Abbreviations: LS, liver stiffness; BMI, body mass index.

Figure 3

Scatter plot of percent difference of liver stiffness values between the M and XL probes as a function of skin-liver capsule distance. Because higher liver stiffness values are obtained with the M probe, more dots are found in the right panel. The M probe overestimates liver stiffness, especially in obese patients with a difference in skin-liver capsule distance of more than 20 mm (left upper panel).

Abbreviation: LS, liver stiffness.

We next studied elastographs in detail for patients whose measurements differed at least by 30% between the M and XL probes. Almost four times as many patients were overestimated by the M probe as compared with the XL probe (37 [22.4%] versus 11 [6.6%]). Moreover, mean liver stiffness in the 37 patients with higher values using the M probe than the XL probe differed markedly (13.1 kPa [M probe] versus 8.3 kPa [XL probe]). For 23 cases (62%) in this subgroup, the fibrosis classification changed by one stage, and by two stages in one case.
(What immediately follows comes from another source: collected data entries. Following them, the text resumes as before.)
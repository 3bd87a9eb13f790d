use std::time::Instant;

use super::analytics::Analytics;
use super::progress::{reading_completed, ProgressTracker};

/// Assumed when the content metadata carries no estimate.
pub const DEFAULT_READ_TIME_MINS: u32 = 5;

/// Percentage of vertical scroll progress: 0 at the top, 100 once the
/// viewport bottom reaches the document end. A document that fits the
/// viewport counts as fully scrolled.
pub fn scroll_depth(scroll_top: f64, document_height: f64, viewport_height: f64) -> u8 {
    let scrollable = document_height - viewport_height;
    if scrollable <= 0.0 {
        return 100;
    }

    let depth = (scroll_top / scrollable * 100.0).floor();
    depth.clamp(0.0, 100.0) as u8
}

/// One visit to a knowledge section: dwell time from construction to
/// [`ReadingSession::finish`], plus the furthest scroll position reported
/// while mounted. What matters for completion is the maximum depth reached,
/// not where the reader happens to be at teardown.
pub struct ReadingSession {
    analytics: Analytics,
    progress: ProgressTracker,
    section_id: String,
    section_title: String,
    estimated_read_time_mins: u32,
    started: Instant,
    max_scroll_depth: u8,
}

impl ReadingSession {
    pub fn begin(
        analytics: Analytics,
        progress: ProgressTracker,
        section_id: impl Into<String>,
        section_title: impl Into<String>,
        estimated_read_time_mins: Option<u32>,
    ) -> Self {
        Self {
            analytics,
            progress,
            section_id: section_id.into(),
            section_title: section_title.into(),
            estimated_read_time_mins: estimated_read_time_mins.unwrap_or(DEFAULT_READ_TIME_MINS),
            started: Instant::now(),
            max_scroll_depth: 0,
        }
    }

    /// Report a scroll position. Returns the depth at this position; the
    /// session keeps the running maximum. Call once right after mounting so
    /// a short visit still has a defined depth.
    pub fn observe_scroll(
        &mut self,
        scroll_top: f64,
        document_height: f64,
        viewport_height: f64,
    ) -> u8 {
        let depth = scroll_depth(scroll_top, document_height, viewport_height);
        self.max_scroll_depth = self.max_scroll_depth.max(depth);
        depth
    }

    pub fn max_scroll_depth(&self) -> u8 {
        self.max_scroll_depth
    }

    /// End the visit: emit the reading event and, when the completion rule
    /// holds, mark the section completed. Marking is idempotent, so revisits
    /// of a finished section are harmless.
    pub async fn finish(self) {
        let duration_secs = self.started.elapsed().as_secs();
        self.finish_with_duration(duration_secs).await;
    }

    async fn finish_with_duration(self, duration_secs: u64) {
        self.analytics
            .reading(
                &self.section_id,
                &self.section_title,
                duration_secs,
                self.max_scroll_depth,
            )
            .await;

        if reading_completed(
            duration_secs,
            self.max_scroll_depth,
            self.estimated_read_time_mins,
        ) {
            self.progress.mark_section_completed(&self.section_id).await;
        }
    }
}

/// Generic page instrumentation: a page_view on mount and a second one
/// carrying the dwell time on unmount. Never touches reading progress.
pub struct PageVisit {
    analytics: Analytics,
    page: String,
    started: Instant,
}

impl PageVisit {
    pub async fn begin(analytics: Analytics, page: impl Into<String>) -> Self {
        let page = page.into();
        analytics.page_view(&page, None).await;
        Self {
            analytics,
            page,
            started: Instant::now(),
        }
    }

    pub async fn finish(self) {
        let duration_secs = self.started.elapsed().as_secs();
        self.analytics
            .page_view(&self.page, Some(duration_secs))
            .await;
    }
}
//! Progress aggregation: idempotent completion marking, derived percentage
//! and the progress events it emits.

use std::sync::Arc;
use std::time::Duration;

use anyhow::Result;
use async_trait::async_trait;
use tempfile::TempDir;

use cradle::{
    Analytics, Article, ArticleMetadata, EventKind, EventSink, KnowledgeBase, ProgressTracker,
    Section, Store, TrackerConfig, TrackingEvent, TrackingQueue,
};

struct NullSink;

#[async_trait]
impl EventSink for NullSink {
    async fn deliver(&self, _events: &[TrackingEvent]) -> Result<()> {
        Ok(())
    }
}

fn section(id: &str) -> Section {
    Section {
        id: id.to_string(),
        title: format!("section {id}"),
        content: String::new(),
        subsections: Vec::new(),
        suggested_questions: Vec::new(),
    }
}

/// A catalog with exactly `count` sections.
fn catalog(count: usize) -> Arc<KnowledgeBase> {
    let sections = (1..=count).map(|i| section(&format!("s{i}"))).collect();
    Arc::new(KnowledgeBase::from_articles(vec![Article {
        id: "article".to_string(),
        title: "article".to_string(),
        metadata: ArticleMetadata {
            read_time: 5,
            last_updated: "2025-01-01".to_string(),
            source: "test".to_string(),
        },
        sections,
    }]))
}

async fn harness(dir: &TempDir, total_sections: usize) -> (TrackingQueue, ProgressTracker) {
    let store = Store::open(dir.path().join("progress.sqlite3")).unwrap();
    let queue = TrackingQueue::new(
        store.clone(),
        Arc::new(NullSink),
        TrackerConfig {
            max_queue_size: 100,
            sync_interval: Duration::from_secs(3600),
            max_retries: 3,
        },
    )
    .await;
    let analytics = Analytics::new("user-progress".to_string(), Arc::new(queue.clone()));
    let progress = ProgressTracker::new(store, analytics, catalog(total_sections));
    (queue, progress)
}

#[tokio::test]
async fn three_of_twelve_is_twenty_five_percent() {
    let dir = TempDir::new().unwrap();
    let (_queue, progress) = harness(&dir, 12).await;

    for id in ["s1", "s2", "s3"] {
        progress.mark_section_completed(id).await;
    }

    let snapshot = progress.learning_progress().await;
    assert_eq!(snapshot.total_sections, 12);
    assert_eq!(snapshot.completed_sections.len(), 3);
    assert_eq!(snapshot.progress_percentage, 25);
    assert_eq!(snapshot.user_id, "user-progress");
}

#[tokio::test]
async fn percentage_is_floored() {
    let dir = TempDir::new().unwrap();
    let (_queue, progress) = harness(&dir, 12).await;

    progress.mark_section_completed("s1").await;
    // 1/12 = 8.33.. -> 8
    assert_eq!(progress.learning_progress().await.progress_percentage, 8);
}

#[tokio::test]
async fn marking_twice_changes_nothing_and_emits_nothing() {
    let dir = TempDir::new().unwrap();
    let (queue, progress) = harness(&dir, 12).await;

    progress.mark_section_completed("s1").await;
    assert_eq!(queue.len().await, 1);

    progress.mark_section_completed("s1").await;
    assert_eq!(queue.len().await, 1);
    assert_eq!(progress.learning_progress().await.completed_sections.len(), 1);
}

#[tokio::test]
async fn completion_emits_a_progress_event_with_counts() {
    let dir = TempDir::new().unwrap();
    let (queue, progress) = harness(&dir, 12).await;

    progress.mark_section_completed("s1").await;

    let events = queue.buffered().await;
    assert_eq!(events.len(), 1);
    match &events[0].kind {
        EventKind::Progress {
            progress_percentage,
            metadata,
        } => {
            assert_eq!(*progress_percentage, 8);
            let metadata: serde_json::Value =
                serde_json::from_str(metadata.as_deref().unwrap()).unwrap();
            assert_eq!(metadata["completedCount"], 1);
            assert_eq!(metadata["totalCount"], 12);
        }
        other => panic!("expected progress event, got {other:?}"),
    }
}

#[tokio::test]
async fn membership_and_reset() {
    let dir = TempDir::new().unwrap();
    let (_queue, progress) = harness(&dir, 12).await;

    assert!(!progress.is_section_completed("s1").await);
    progress.mark_section_completed("s1").await;
    assert!(progress.is_section_completed("s1").await);

    progress.reset().await;
    assert!(!progress.is_section_completed("s1").await);
    assert_eq!(progress.learning_progress().await.progress_percentage, 0);
}

#[tokio::test]
async fn completions_survive_tracker_reconstruction() {
    let dir = TempDir::new().unwrap();
    let store = Store::open(dir.path().join("progress.sqlite3")).unwrap();

    {
        let progress = ProgressTracker::new(store.clone(), Analytics::disabled(), catalog(12));
        progress.mark_section_completed("s7").await;
    }

    let progress = ProgressTracker::new(store, Analytics::disabled(), catalog(12));
    assert!(progress.is_section_completed("s7").await);
}
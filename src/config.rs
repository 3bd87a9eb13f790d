use std::env;
use std::path::PathBuf;
use std::time::Duration;

/// Environment variable naming the spreadsheet relay endpoint.
pub const SHEETS_URL_ENV: &str = "CRADLE_SHEETS_URL";

/// Tunables for the tracking queue.
#[derive(Debug, Clone)]
pub struct TrackerConfig {
    /// Buffered events that force an immediate flush.
    pub max_queue_size: usize,
    /// Period of the background flush task.
    pub sync_interval: Duration,
    /// Consecutive failures after which the queue stops escalating.
    pub max_retries: u32,
}

impl Default for TrackerConfig {
    fn default() -> Self {
        Self {
            max_queue_size: 10,
            sync_interval: Duration::from_secs(30),
            max_retries: 3,
        }
    }
}

/// Application wiring parameters.
#[derive(Debug, Clone)]
pub struct AppConfig {
    /// Directory holding the profile database.
    pub data_dir: PathBuf,
    /// Spreadsheet relay endpoint. Tracking uploads are dropped (with a
    /// warning) when empty.
    pub sheets_url: String,
    pub tracker: TrackerConfig,
}

impl AppConfig {
    /// Config with the relay endpoint taken from `CRADLE_SHEETS_URL`.
    pub fn from_env(data_dir: impl Into<PathBuf>) -> Self {
        Self {
            data_dir: data_dir.into(),
            sheets_url: env::var(SHEETS_URL_ENV).unwrap_or_default(),
            tracker: TrackerConfig::default(),
        }
    }
}
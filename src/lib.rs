mod ai;
mod chat;
mod config;
mod knowledge;
mod models;
mod pregnancy;
mod records;
mod settings;
mod store;
mod tracking;
mod utils;

pub use ai::{
    default_model, AiClient, DEFAULT_GEMINI_MODEL, DEFAULT_OPENAI_MODEL, SYMPTOM_CHECK_PROMPT,
    SYSTEM_PROMPT,
};
pub use chat::{append_message, new_message, new_session, session_title, ChatStore};
pub use config::{AppConfig, TrackerConfig, SHEETS_URL_ENV};
pub use knowledge::{Article, ArticleMetadata, KnowledgeBase, Section, Subsection};
pub use models::*;
pub use pregnancy::{
    days_until_due, due_date_from_lmp, format_week, lmp_from_due_date, milestone,
    prenatal_checkups, trimester, weeks_from_due_date, weeks_from_lmp, CheckupSchedule,
    GestationalAge, Milestone, PregnancyStatus, PregnancyTracker, TERM_DAYS,
};
pub use records::RecordStore;
pub use settings::{Settings, DEFAULT_LOCALE};
pub use store::{keys, Store};
pub use tracking::{
    anonymous_user_id, reading_completed, scroll_depth, Analytics, EventKind, EventSink,
    LearningProgress, NoopTracker, PageVisit, ProgressTracker, ReadingSession, SheetsSink,
    Tracker, TrackingEvent, TrackingQueue, DEFAULT_READ_TIME_MINS,
};
pub use utils::logging::init_logging;

use std::sync::Arc;

use anyhow::{anyhow, bail, Context, Result};
use log::info;

const DB_FILE: &str = "cradle.sqlite3";

/// Composition root: owns the profile store and every service built on it.
/// All tracking call sites go through [`Analytics`], which wraps the shared
/// queue; peripheral services talk to the store directly.
pub struct App {
    store: Store,
    queue: Arc<TrackingQueue>,
    analytics: Analytics,
    progress: ProgressTracker,
    knowledge: Arc<KnowledgeBase>,
    records: RecordStore,
    chat: ChatStore,
    ai: AiClient,
    pregnancy: PregnancyTracker,
    settings: Settings,
}

impl App {
    /// Open the profile store, wire every service and start the periodic
    /// tracking flush.
    pub async fn init(config: AppConfig) -> Result<Self> {
        std::fs::create_dir_all(&config.data_dir).with_context(|| {
            format!(
                "failed to create data directory {}",
                config.data_dir.display()
            )
        })?;

        let store = Store::open(config.data_dir.join(DB_FILE))?;

        let user_id = anonymous_user_id(&store).await;
        let sink = Arc::new(SheetsSink::new(config.sheets_url.clone()));
        let queue = Arc::new(TrackingQueue::new(store.clone(), sink, config.tracker).await);
        queue.start_auto_sync().await;

        let analytics = Analytics::new(user_id, queue.clone());
        let knowledge = Arc::new(KnowledgeBase::builtin()?);
        let progress = ProgressTracker::new(store.clone(), analytics.clone(), knowledge.clone());

        info!("cradle core initialized for {}", analytics.user_id());

        Ok(Self {
            records: RecordStore::new(store.clone()),
            chat: ChatStore::new(store.clone()),
            ai: AiClient::new(),
            pregnancy: PregnancyTracker::new(store.clone()),
            settings: Settings::new(store.clone()),
            store,
            queue,
            analytics,
            progress,
            knowledge,
        })
    }

    pub fn store(&self) -> &Store {
        &self.store
    }

    pub fn analytics(&self) -> &Analytics {
        &self.analytics
    }

    pub fn progress(&self) -> &ProgressTracker {
        &self.progress
    }

    pub fn knowledge(&self) -> &KnowledgeBase {
        &self.knowledge
    }

    pub fn records(&self) -> &RecordStore {
        &self.records
    }

    pub fn chat(&self) -> &ChatStore {
        &self.chat
    }

    pub fn ai(&self) -> &AiClient {
        &self.ai
    }

    pub fn pregnancy(&self) -> &PregnancyTracker {
        &self.pregnancy
    }

    pub fn settings(&self) -> &Settings {
        &self.settings
    }

    /// Start instrumentation for a generic page.
    pub async fn visit_page(&self, page: &str) -> PageVisit {
        PageVisit::begin(self.analytics.clone(), page).await
    }

    /// Start instrumentation for a knowledge section; title and estimated
    /// read time come from the catalog. `None` for an unknown id.
    pub fn read_section(&self, section_id: &str) -> Option<ReadingSession> {
        let title = self.knowledge.section_title(section_id)?.to_string();
        let read_time = self.knowledge.read_time_for_section(section_id);

        Some(ReadingSession::begin(
            self.analytics.clone(),
            self.progress.clone(),
            section_id,
            title,
            read_time,
        ))
    }

    /// Send one user turn through the configured provider. The user message
    /// is appended first, the question is recorded, and the session is
    /// persisted once the reply arrives.
    pub async fn send_chat_message(
        &self,
        session: &mut ChatSession,
        content: &str,
        symptom_check: bool,
    ) -> Result<String> {
        let config = self
            .settings
            .ai_config()
            .await
            .ok_or_else(|| anyhow!("AI provider is not configured"))?;

        let trimmed = content.trim();
        if trimmed.is_empty() {
            bail!("message is empty");
        }

        append_message(session, new_message(ChatRole::User, trimmed));
        self.analytics.question(trimmed, None).await;

        let reply = self.ai.chat(&config, &session.messages, symptom_check).await?;
        append_message(session, new_message(ChatRole::Assistant, reply.clone()));
        self.chat.save_session(session.clone()).await?;

        Ok(reply)
    }

    /// Flush whatever is buffered and stop the periodic task. The
    /// page-unload analog; call before dropping the app.
    pub async fn shutdown(&self) {
        self.queue.shutdown().await;
    }
}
A typical pattern could be identified in the elastographic images of these misclassified patients, ie, in all cases, the M probe included subcutaneous fat in the region of interest measured and/or yielded a scattered, angulated, or broad shear wave, probably due to the effects of diffraction. As shown in a representative elastograph in Figure 4A, the regression algorithm for the Fibroscan device when used for calculation of the resulting liver stiffness values clearly preferred the left rim of the shear wave, with the higher velocity eventually leading to overestimation of liver stiffness. In contrast, the XL probe yielded a well defined shear wave (Figure 4B) and correctly calculated liver stiffness in all of these patients. In summary, these findings strongly suggest that the M probe consistently overestimates liver stiffness, especially in patients with a large skin-liver capsule distance and in those with pronounced steatosis. The consistently overestimated liver stiffness using the M probe is mainly due to overestimated assessment of shear wave velocity and not a distortion of the shear wave itself.
Figure 4

Representative elastograph obtained by the (A) M probe and (B) XL probe for a patient whose liver stiffness measurements differed markedly between the two probes. (A) The M probe yields a scattered broad shear wave, probably because of the effects of diffraction. The regression algorithm for the Fibroscan device clearly preferred the left rim of the shear wave with the higher velocity, eventually leading to an overestimation of liver stiffness. (B) In contrast, in all patients, the XL probe yielded a well defined shear wave and correctly calculated liver stiffness.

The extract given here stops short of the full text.